A mysterious short Adagio introduction precedes the cheery Allegro, which opens almost like Mozart, and in the tonic major (D). Much of the brilliant writing sees instruments paired in scales a third or sixth apart, to great effect. There is a very truncated development section of less than thirty bars in total, before a standard recapitulation follows. However, shortly before the end, Krogulski breaks off, while in full flow, for a short reprise of part of the opening introduction, though this is short-lived, and the tempo resumes as it reaches its joyful conclusion, with a short coda where the piano, in octaves, over sustained lines from some of the other instruments, and a pizzicato cello-part, produces a delightfully- compelling effect. The expansive Adagio slow movement opens briefly without the piano, but soon creates the aura of a John Field nocturne. Krogulski gives the cello a chance to shine, before the music turns somewhat more dramatic, with a section which, with its tremolando strings, doesn’t fail to recall the ‘recitative’ from the second movement of Chopin’s F minor Piano Concerto. The calm of the opening then returns. The third movement – a Minuetto, but marked Piů Presto, and more in the manner of a faster Scherzo – is modelled on its equivalent in Hummel’s Septet, and similarly presents a happy and contented Trio in the major key, framed by two mischievous outer sections in the minor. The Finale – again in the tonic major – is marked Ŕ la Bohemienne [sic], and soon launches into a section that, with its drone fifths, and piano – both hands playing two octaves apart – very much exudes a rural, gypsy-like polka-feel, with the piano kept exceedingly busy throughout. But again, as before, Krogulski is not averse to bringing matters to a temporary halt as happens here in the development section, where the strong rise and fall of the chromatic scales suggest, perhaps a passing stormy wind, over which the opening theme picks up again, and the movement races once more to an impressively-built-up climax and final close.
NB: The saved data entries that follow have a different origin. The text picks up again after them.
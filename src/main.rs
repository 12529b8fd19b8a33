use std::sync::Arc;
use std::thread;
use tracing::{error, info};
use tracing_subscriber::EnvFilter;
use TrafficLightMini::core::light::{LightError, TrafficLight};

fn main() -> Result<(), LightError> {
    tracing_subscriber::fmt()
        .with_env_filter(EnvFilter::try_from_default_env().unwrap_or_else(|_| EnvFilter::new("info")))
        .init();

    let light = Arc::new(TrafficLight::new());
    light.simulate()?;

    // A renderer would poll the phase; here a watcher just logs every change
    let subscription = light.subscribe();
    let watcher = thread::spawn(move || {
        while let Ok(phase) = subscription.next_phase() {
            info!(%phase, "light changed");
        }
    });

    // Three vehicles arrive at the light and cross on green
    for vehicle in 1..=3 {
        info!(vehicle, phase = %light.current_phase(), "vehicle waiting");
        light.wait_for_green()?;
        info!(vehicle, "vehicle crossing");
    }

    light.shutdown();
    if watcher.join().is_err() {
        error!("phase watcher thread panicked");
    }

    // Append the transition history as NDJSON
    light.dump_transitions("transitions.ndjson")?;
    Ok(())
}
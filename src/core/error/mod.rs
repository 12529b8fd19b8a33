use thiserror::Error;

/// Failure of a blocking queue operation
#[derive(Debug, Clone, Copy, PartialEq, Eq, Error)]
pub enum QueueError {
    /// The queue was closed and holds no more values
    #[error("message queue is closed")]
    Closed,
    /// No value arrived before the deadline
    #[error("timed out waiting for a message")]
    Timeout,
}

/// Errors surfaced by a traffic light
#[derive(Debug, Error)]
pub enum LightError {
    #[error("the phase cycle is already running")]
    AlreadySimulating,
    #[error("the traffic light has been shut down")]
    ShutDown,
    #[error("timed out waiting for the light to turn green")]
    Timeout,
    #[error("invalid light configuration: {0}")]
    InvalidConfig(String),
    #[error("failed to spawn the phase cycle thread: {0}")]
    Spawn(#[source] std::io::Error),
    #[error(transparent)]
    Io(#[from] std::io::Error),
    #[error(transparent)]
    Serialize(#[from] serde_json::Error),
}

impl From<QueueError> for LightError {
    fn from(err: QueueError) -> Self {
        match err {
            QueueError::Closed => LightError::ShutDown,
            QueueError::Timeout => LightError::Timeout,
        }
    }
}
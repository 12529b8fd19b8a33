use std::sync::{Arc, Condvar, Mutex};
use std::time::{Duration, Instant};

struct Signal {
    cancelled: Mutex<bool>,
    changed: Condvar,
}

/// Cancellation token shared by the phase cycle and its waiters.
///
/// Cloning yields a handle to the same token. Once cancelled it stays
/// cancelled.
#[derive(Clone)]
pub struct Shutdown {
    signal: Arc<Signal>,
}

impl Shutdown {
    pub fn new() -> Self {
        Self {
            signal: Arc::new(Signal {
                cancelled: Mutex::new(false),
                changed: Condvar::new(),
            }),
        }
    }

    /// Fire the token and wake everything parked in [`wait_timeout`](Self::wait_timeout)
    pub fn cancel(&self) {
        let mut cancelled = self
            .signal
            .cancelled
            .lock()
            .unwrap_or_else(|poisoned| poisoned.into_inner());
        *cancelled = true;
        drop(cancelled);
        self.signal.changed.notify_all();
    }

    pub fn is_cancelled(&self) -> bool {
        *self
            .signal
            .cancelled
            .lock()
            .unwrap_or_else(|poisoned| poisoned.into_inner())
    }

    /// Park for up to `timeout`. Returns `true` if the token was cancelled.
    ///
    /// A timeout too large to represent as a deadline parks until cancelled.
    pub fn wait_timeout(&self, timeout: Duration) -> bool {
        let deadline = Instant::now().checked_add(timeout);
        let mut cancelled = self
            .signal
            .cancelled
            .lock()
            .unwrap_or_else(|poisoned| poisoned.into_inner());
        while !*cancelled {
            let Some(deadline) = deadline else {
                cancelled = self
                    .signal
                    .changed
                    .wait(cancelled)
                    .unwrap_or_else(|poisoned| poisoned.into_inner());
                continue;
            };
            let now = Instant::now();
            if now >= deadline {
                return false;
            }
            let (guard, _) = self
                .signal
                .changed
                .wait_timeout(cancelled, deadline - now)
                .unwrap_or_else(|poisoned| poisoned.into_inner());
            cancelled = guard;
        }
        true
    }
}

impl Default for Shutdown {
    fn default() -> Self {
        Self::new()
    }
}

impl std::fmt::Debug for Shutdown {
    fn fmt(&self, f: &mut std::fmt::Formatter<'_>) -> std::fmt::Result {
        f.debug_struct("Shutdown")
            .field("cancelled", &self.is_cancelled())
            .finish()
    }
}
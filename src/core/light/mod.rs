use std::path::Path;
use std::sync::atomic::{AtomicBool, Ordering};
use std::sync::{Arc, Mutex, MutexGuard, PoisonError, Weak};
use std::thread::{self, JoinHandle};
use std::time::{Duration, Instant};
use tracing::{debug, error, info, trace, warn};

pub use crate::core::{
    clock::{Clock, ManualClock, SystemClock},
    config::LightConfig,
    error::{LightError, QueueError},
    event::PhaseChange,
    log::{append_logs, SafeTransitionLog, TransitionLog},
    phase::{AtomicPhase, IntervalSampler, Phase, PhaseCycle},
    queue::{MessageQueue, SafeQueue},
    shutdown::Shutdown,
};

fn lock<T>(mutex: &Mutex<T>) -> MutexGuard<'_, T> {
    mutex.lock().unwrap_or_else(PoisonError::into_inner)
}

/// State reachable from both the light and its cycle thread
struct Shared<C> {
    phase: AtomicPhase,
    queue: SafeQueue<Phase>,
    subscribers: Mutex<Vec<Weak<MessageQueue<Phase>>>>,
    log: SafeTransitionLog,
    shutdown: Shutdown,
    clock: Arc<C>,
}

impl<C: Clock> Shared<C> {
    /// Make a transition visible: phase cell first, then the queues
    fn publish(&self, phase: Phase, now: Duration, held_for: Duration) {
        self.phase.store(phase);

        let change = PhaseChange::new(phase, now, held_for);
        debug!(
            %phase,
            sequence = change.sequence,
            interval_secs = held_for.as_secs(),
            "phase changed"
        );
        lock(&self.log).record(change);

        // Subscribers first: once a shared-queue waiter sees this phase,
        // a new subscription only receives later transitions.
        lock(&self.subscribers).retain(|subscriber| match subscriber.upgrade() {
            Some(queue) => queue.send(phase).is_ok(),
            None => false,
        });

        if self.queue.send(phase).is_err() {
            trace!(%phase, "shared queue closed, notification dropped");
        }
    }

    /// Cancel the cycle and close every queue so blocked waiters return
    fn close(&self) {
        self.shutdown.cancel();
        self.queue.close();
        for subscriber in lock(&self.subscribers).drain(..) {
            if let Some(queue) = subscriber.upgrade() {
                queue.close();
            }
        }
    }
}

/// Closes the light when the cycle thread exits, whether it returns or unwinds
struct CycleGuard<C: Clock> {
    shared: Arc<Shared<C>>,
}

impl<C: Clock> Drop for CycleGuard<C> {
    fn drop(&mut self) {
        if thread::panicking() {
            error!("phase cycle panicked, releasing waiters");
        }
        self.shared.close();
    }
}

/// Background loop: sleep until the current phase expires, flip it, publish.
fn cycle_through_phases<C: Clock>(shared: Arc<Shared<C>>, mut cycle: PhaseCycle, mut sampler: IntervalSampler) {
    let _guard = CycleGuard { shared: Arc::clone(&shared) };
    info!(interval_secs = cycle.interval().as_secs(), "phase cycle started");
    loop {
        if !shared.clock.sleep_until(cycle.deadline(), &shared.shutdown) {
            break;
        }
        let now = shared.clock.now();
        let held_for = cycle.interval();
        if let Some(phase) = cycle.poll(now, || sampler.sample()) {
            shared.publish(phase, now, held_for);
        }
    }
    info!(transitions = cycle.transitions(), "phase cycle stopped");
}

/// A single traffic light.
///
/// The light starts red. [`simulate`](Self::simulate) runs the phase cycle
/// on a background thread; [`wait_for_green`](Self::wait_for_green) blocks
/// the caller until the cycle publishes a green phase.
///
/// All waiters calling `wait_for_green` share one queue, so each published
/// phase is consumed by exactly one of them. Observers that must see every
/// transition should [`subscribe`](Self::subscribe) instead.
pub struct TrafficLight<C: Clock = SystemClock> {
    shared: Arc<Shared<C>>,
    config: LightConfig,
    started: AtomicBool,
    cycle: Mutex<Option<JoinHandle<()>>>,
}

impl TrafficLight<SystemClock> {
    /// Create a red light with the default 4-6 second timing
    pub fn new() -> Self {
        Self::build(LightConfig::default(), Arc::new(SystemClock::new()))
    }

    pub fn with_config(config: LightConfig) -> Result<Self, LightError> {
        Self::with_clock(config, Arc::new(SystemClock::new()))
    }
}

impl Default for TrafficLight<SystemClock> {
    fn default() -> Self {
        Self::new()
    }
}

impl<C: Clock> TrafficLight<C> {
    /// Create a red light driven by `clock`
    pub fn with_clock(config: LightConfig, clock: Arc<C>) -> Result<Self, LightError> {
        config.validate()?;
        Ok(Self::build(config, clock))
    }

    fn build(config: LightConfig, clock: Arc<C>) -> Self {
        Self {
            shared: Arc::new(Shared {
                phase: AtomicPhase::new(Phase::Red),
                queue: Arc::new(MessageQueue::new()),
                subscribers: Mutex::new(Vec::new()),
                log: Arc::new(Mutex::new(TransitionLog::with_limit(config.history_limit))),
                shutdown: Shutdown::new(),
                clock,
            }),
            config,
            started: AtomicBool::new(false),
            cycle: Mutex::new(None),
        }
    }

    pub fn current_phase(&self) -> Phase {
        self.shared.phase.load()
    }

    pub fn config(&self) -> &LightConfig {
        &self.config
    }

    pub fn is_simulating(&self) -> bool {
        self.started.load(Ordering::Acquire) && !self.shared.shutdown.is_cancelled()
    }

    /// Start the phase cycle on a background thread and return immediately.
    ///
    /// The cycle may only be started once per light; a second call fails
    /// with [`LightError::AlreadySimulating`].
    pub fn simulate(&self) -> Result<(), LightError> {
        if self.shared.shutdown.is_cancelled() {
            return Err(LightError::ShutDown);
        }
        if self.started.swap(true, Ordering::AcqRel) {
            warn!("simulate called on a light that is already cycling");
            return Err(LightError::AlreadySimulating);
        }

        // The first deadline is fixed here so time advanced right after
        // this call already counts towards the first phase.
        let mut sampler = self.config.sampler();
        let cycle = PhaseCycle::new(self.shared.clock.now(), sampler.sample());

        let shared = Arc::clone(&self.shared);
        let handle = thread::Builder::new()
            .name("traffic-light-cycle".into())
            .spawn(move || cycle_through_phases(shared, cycle, sampler))
            .map_err(|err| {
                self.started.store(false, Ordering::Release);
                LightError::Spawn(err)
            })?;
        *lock(&self.cycle) = Some(handle);
        info!(
            min_interval_secs = self.config.min_interval_secs,
            max_interval_secs = self.config.max_interval_secs,
            "traffic light simulating"
        );
        Ok(())
    }

    /// Block until the shared queue yields a green phase.
    ///
    /// Red notifications pulled on the way are discarded. Returns
    /// [`LightError::ShutDown`] once the light is shut down.
    pub fn wait_for_green(&self) -> Result<(), LightError> {
        loop {
            let phase = self.shared.queue.receive()?;
            if phase.is_green() {
                return Ok(());
            }
            trace!(%phase, "discarding phase while waiting for green");
        }
    }

    /// Like [`wait_for_green`](Self::wait_for_green), failing with
    /// [`LightError::Timeout`] if no green arrives within `timeout`.
    pub fn wait_for_green_timeout(&self, timeout: Duration) -> Result<(), LightError> {
        let Some(deadline) = Instant::now().checked_add(timeout) else {
            return self.wait_for_green();
        };
        loop {
            let remaining = deadline.saturating_duration_since(Instant::now());
            let phase = self.shared.queue.receive_timeout(remaining)?;
            if phase.is_green() {
                return Ok(());
            }
            trace!(%phase, "discarding phase while waiting for green");
        }
    }

    /// Register an observer that receives every transition published from now on
    pub fn subscribe(&self) -> PhaseSubscription {
        let queue = Arc::new(MessageQueue::new());
        let mut subscribers = lock(&self.shared.subscribers);
        if self.shared.shutdown.is_cancelled() {
            queue.close();
        } else {
            subscribers.push(Arc::downgrade(&queue));
        }
        PhaseSubscription { queue }
    }

    /// Phase notifications not yet consumed from the shared queue
    pub fn pending_notifications(&self) -> usize {
        self.shared.queue.len()
    }

    /// Transition history, oldest first; capped by `history_limit`
    pub fn transitions(&self) -> Vec<PhaseChange> {
        lock(&self.shared.log).entries().copied().collect()
    }

    /// Every transition since `simulate`, including ones dropped from the history
    pub fn transition_count(&self) -> u64 {
        lock(&self.shared.log).recorded()
    }

    /// Append the transition history to `path` as NDJSON
    pub fn dump_transitions(&self, path: impl AsRef<Path>) -> Result<(), LightError> {
        let entries = self.transitions();
        append_logs(&entries, path)
    }

    /// Stop the cycle, release every waiter and join the cycle thread.
    ///
    /// Safe to call more than once.
    pub fn shutdown(&self) {
        if !self.shared.shutdown.is_cancelled() {
            info!(transitions = self.transition_count(), "shutting down traffic light");
        }
        self.shared.close();
        let handle = lock(&self.cycle).take();
        if let Some(handle) = handle {
            if handle.join().is_err() {
                error!("phase cycle thread panicked");
            }
        }
    }
}

impl<C: Clock> Drop for TrafficLight<C> {
    fn drop(&mut self) {
        self.shutdown();
    }
}

/// Private feed of every transition published after [`TrafficLight::subscribe`]
pub struct PhaseSubscription {
    queue: Arc<MessageQueue<Phase>>,
}

impl PhaseSubscription {
    /// Block until the next transition
    pub fn next_phase(&self) -> Result<Phase, LightError> {
        Ok(self.queue.receive()?)
    }

    pub fn next_phase_timeout(&self, timeout: Duration) -> Result<Phase, LightError> {
        Ok(self.queue.receive_timeout(timeout)?)
    }

    pub fn try_next(&self) -> Option<Phase> {
        self.queue.try_receive()
    }

    /// Block until this subscription sees a green phase
    pub fn wait_for_green(&self) -> Result<(), LightError> {
        while !self.next_phase()?.is_green() {}
        Ok(())
    }

    /// Transitions received but not yet consumed
    pub fn pending(&self) -> usize {
        self.queue.len()
    }
}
There is such youthful spontaneity in the outstanding playing heard here, especially from Argentinian pianist Nelson Goerner, and the recording and overall presentation are equally as superb.
Nowakowski and Krogulski are barely-known, even in their native Poland, but, on the evidence of the two works recorded here, they deserve far greater recognition in the field of chamber-music, not only in their native land, but internationally.
This CD must rank as probably the most enjoyable chamber-music offering, as well as the most fascinating and entertaining find I have come across, for some considerable time.